I've been taken down to the lower level. I went to the Chief Administrator's office in the morning; two soldiers came and led me to a lift in a part of the facility I hadn't seen before. They rode down with me.
The lower facility looks the same as the upper level, but the atmosphere is different. There are more soldiers here, some guarding certain corridors, others roaming the halls. There are black and yellow signs showing restricted areas, and I saw a few heavy-duty doors with what looked like fingerprint scanners. The researchers seemed different, too: more serious, slightly older, and always rushing. Upstairs was much more laid back. I was met at the lift by a man in a lab coat. He told me to call him Finn.

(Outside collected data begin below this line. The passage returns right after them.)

//! Data models for chords and commands.
//!
//! Models are independent of the layer state machine and of any host
//! application; they only describe what a command is and how it is keyed.

pub mod chord;
pub mod command;

// Re-export all model types
pub use chord::{Chord, ChordParseError};
pub use command::{Availability, Category, CommandDescriptor, CommandHandler, HandlerError};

Finn took me to a large, dark lab, illuminated only by the flickering of an enormous electronic map. It took me a while to figure out what I was seeing: the furrow, and at the end of it, Victoria. Different colours overlaid the terrain; a line of very pale yellow spattered with blobs of green followed the furrow. Victoria was a much darker yellow at first, bleeding into orange, and then red at the far end. I stared at the map with my mouth hanging open and Finn laughed. He told me most of the model was a projection, as they hadn't had time to get the data from nearer Victoria, but they were confident it was a lower-bound on the true extent of the mal in that area.
I'm being briefed tomorrow. I'm excited.